Many factors explain why wildfires have gotten worse and why wildfire seasons are longer. Climate change has made the west hotter and drier, and it also affects wind strength and patterns, soil moisture and precipitation events.
The largest and most pressing issue, though, is the fuel load of many forests. The fuel load consists of many dry shrubs and trees (exacerbated by invasive species). When a fire has a full fuel load, the fire races up the trees and rages across the canopy. Kat Dwyer of the Property and Environment Research Center (PERC) noted that “According to a study led by Forest Service scientists, climate change accounts for just 14 percent of the influence on more destructive wildfires. The report further notes that live fuel was the largest factor, accounting for 53 percent. Fire weather and topography are other major contributing factors.”
Proactive forest management through prescribed burns or timber harvesting dramatically reduces the fuel load and consequently, the severity and intensity of fires. Brian Hickey, a reporter for KCRA 3 News in Sacramento recently visited an area of El Dorado National Forest affected by the Caldor Fire. Forest managers mechanically thinned the Forest and cleaned up the brush on the floor. As a result, the fire burned only at the base of the tree instead of spreading from treetop to treetop (video below).
While the federal government and states have taken some steps to reduce wildfire risk through forest management, much more should be done. For instance, federal and state policies can delay or prevent the use of forest thinning or prescribed burns. Both processes must go through a lengthy approval process and could be subject to the National Environmental Policy Act and Endangered Species Act.
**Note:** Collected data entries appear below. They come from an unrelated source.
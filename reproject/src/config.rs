//! Execution configuration for reprojection requests.
//!
//! The caller chooses parallelism the same way as on the command line: a
//! boolean flag (`true` = all available CPUs, `false` = serial) or an explicit
//! worker count. The value is checked and resolved into an
//! [`ExecutionStrategy`] before any coordinate is computed.
//!
//! ```json
//! { "parallelism": 4, "poll_interval_ms": 10, "thread_name_prefix": "reproject-worker" }
//! ```

use serde::{Deserialize, Serialize};
use std::path::Path;
use thiserror::Error;

use crate::ReprojectError;

/// Requested degree of parallelism
#[derive(Debug, Clone, Copy, PartialEq, Eq, Default, Serialize, Deserialize)]
#[serde(from = "ParallelismValue", into = "ParallelismValue")]
pub enum Parallelism {
    /// One worker per available CPU, counted at dispatch time
    #[default]
    Auto,
    /// Run on the calling thread
    Serial,
    /// Explicit worker count; must be strictly positive
    Workers(i64),
}

/// JSON shape of [`Parallelism`]: `true`, `false` or an integer
#[derive(Serialize, Deserialize)]
#[serde(untagged)]
enum ParallelismValue {
    Flag(bool),
    Count(i64),
}

impl From<ParallelismValue> for Parallelism {
    fn from(value: ParallelismValue) -> Self {
        match value {
            ParallelismValue::Flag(flag) => flag.into(),
            ParallelismValue::Count(count) => count.into(),
        }
    }
}

impl From<Parallelism> for ParallelismValue {
    fn from(value: Parallelism) -> Self {
        match value {
            Parallelism::Auto => ParallelismValue::Flag(true),
            Parallelism::Serial => ParallelismValue::Flag(false),
            Parallelism::Workers(n) => ParallelismValue::Count(n),
        }
    }
}

impl From<bool> for Parallelism {
    fn from(enabled: bool) -> Self {
        if enabled {
            Parallelism::Auto
        } else {
            Parallelism::Serial
        }
    }
}

impl From<i64> for Parallelism {
    fn from(workers: i64) -> Self {
        Parallelism::Workers(workers)
    }
}

impl From<i32> for Parallelism {
    fn from(workers: i32) -> Self {
        Parallelism::Workers(workers.into())
    }
}

impl From<usize> for Parallelism {
    fn from(workers: usize) -> Self {
        Parallelism::Workers(i64::try_from(workers).unwrap_or(i64::MAX))
    }
}

/// Number of workers in a parallel run
#[derive(Debug, Clone, Copy, PartialEq, Eq)]
pub enum WorkerCount {
    /// All logical CPUs, determined when the pool is built
    Available,
    Fixed(usize),
}

impl WorkerCount {
    /// Concrete worker count
    pub fn resolve(self) -> usize {
        match self {
            WorkerCount::Available => num_cpus::get().max(1),
            WorkerCount::Fixed(n) => n,
        }
    }
}

/// How a request is executed once the corner mapping is available
#[derive(Debug, Clone, Copy, PartialEq, Eq)]
pub enum ExecutionStrategy {
    Serial,
    Parallel { workers: WorkerCount },
}

impl Parallelism {
    /// Validate and resolve into an execution strategy.
    ///
    /// # Errors
    /// * `ReprojectError::InvalidConcurrency` - For zero or negative worker counts
    pub fn resolve(self) -> Result<ExecutionStrategy, ReprojectError> {
        match self {
            Parallelism::Auto => Ok(ExecutionStrategy::Parallel {
                workers: WorkerCount::Available,
            }),
            Parallelism::Serial => Ok(ExecutionStrategy::Serial),
            Parallelism::Workers(n) if n <= 0 => Err(ReprojectError::InvalidConcurrency(n)),
            Parallelism::Workers(1) => Ok(ExecutionStrategy::Serial),
            Parallelism::Workers(n) => Ok(ExecutionStrategy::Parallel {
                workers: WorkerCount::Fixed(usize::try_from(n).unwrap_or(usize::MAX)),
            }),
        }
    }
}

/// Errors loading a configuration file
#[derive(Error, Debug)]
pub enum ConfigError {
    #[error("Failed to read config file: {0}")]
    Io(#[from] std::io::Error),

    #[error("Failed to parse config: {0}")]
    Parse(#[from] serde_json::Error),
}

/// Settings for a [`crate::Reprojector`]
#[derive(Debug, Clone, PartialEq, Serialize, Deserialize)]
#[serde(default)]
pub struct ReprojectConfig {
    /// Serial, all CPUs, or an explicit worker count
    pub parallelism: Parallelism,

    /// How often the orchestrator checks for cancellation while waiting on workers
    pub poll_interval_ms: u64,

    /// Prefix for worker thread names
    pub thread_name_prefix: String,
}

impl Default for ReprojectConfig {
    fn default() -> Self {
        Self {
            parallelism: Parallelism::Auto,
            poll_interval_ms: 10,
            thread_name_prefix: "reproject-worker".to_string(),
        }
    }
}

impl ReprojectConfig {
    /// Default configuration with the given parallelism
    pub fn with_parallelism(parallelism: impl Into<Parallelism>) -> Self {
        Self {
            parallelism: parallelism.into(),
            ..Self::default()
        }
    }

    /// Parse a configuration from JSON text; missing fields take defaults
    pub fn from_json_str(json: &str) -> Result<Self, ConfigError> {
        Ok(serde_json::from_str(json)?)
    }

    /// Load a configuration from a JSON file
    pub fn from_json_file(path: &Path) -> Result<Self, ConfigError> {
        let text = std::fs::read_to_string(path)?;
        Self::from_json_str(&text)
    }

    /// Check the configuration and resolve the execution strategy.
    ///
    /// Called before any work begins, so configuration errors are raised
    /// without touching the projections.
    pub fn validate(&self) -> Result<ExecutionStrategy, ReprojectError> {
        if self.poll_interval_ms == 0 {
            return Err(ReprojectError::InvalidConfig(
                "poll_interval_ms must be at least 1".to_string(),
            ));
        }
        self.parallelism.resolve()
    }
}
Prescribed burns must meet federal, state, and local air quality standards, which limits the days for forest managers to conduct them. The alternative of a wildfire makes air quality, pollution and increased emissions much worse. Even if a forest management plan secures the permits, litigious activists may block the project from moving forward. A 2021 report by PERC details 8 policy recommendations to improve the health of forests and reduce the intensity and severity of wildfires. They include:
Encourage Collaboration Rather Than Conflict
1. Make categorical exclusions easier to apply and expand acreage limits.
2. Avoid analysis paralysis by limiting Endangered Species Act consultations to projects with on-the-ground impacts on protected species.
3. Make litigation less disruptive by requiring lawsuits to be filed quickly and clarifying how fire risks and forest health should affect injunction decisions.
4. Allow prescribed burns to be excluded from state emissions calculations.
Increase the Forest Service’s Ability to Partner with Others
5. Scale up public-private partnerships by empowering the Forest Service to enter longer-term contracts and cooperative agreements.
6. Allow the Forest Service to be a “Good Neighbor” through longer, more flexible partnerships with states, tribes, and counties.
Open Markets
7. Promote innovative wood markets by establishing a Forest Service restoration fund for long-term cost-share partnerships.
8. Open timber markets for export.
We cannot ignore the current and future impact of climate change on wildfires and other extreme weather events. But focusing solely on climate change misses the forest for the trees. If we ignore forest management and restoration, we’ll have far fewer of them. And we’ll continue to unnecessarily put peoples’ lives and livelihoods in harm’s way.
The views and opinions expressed are those of the author’s and do not necessarily reflect the official policy or position of C3.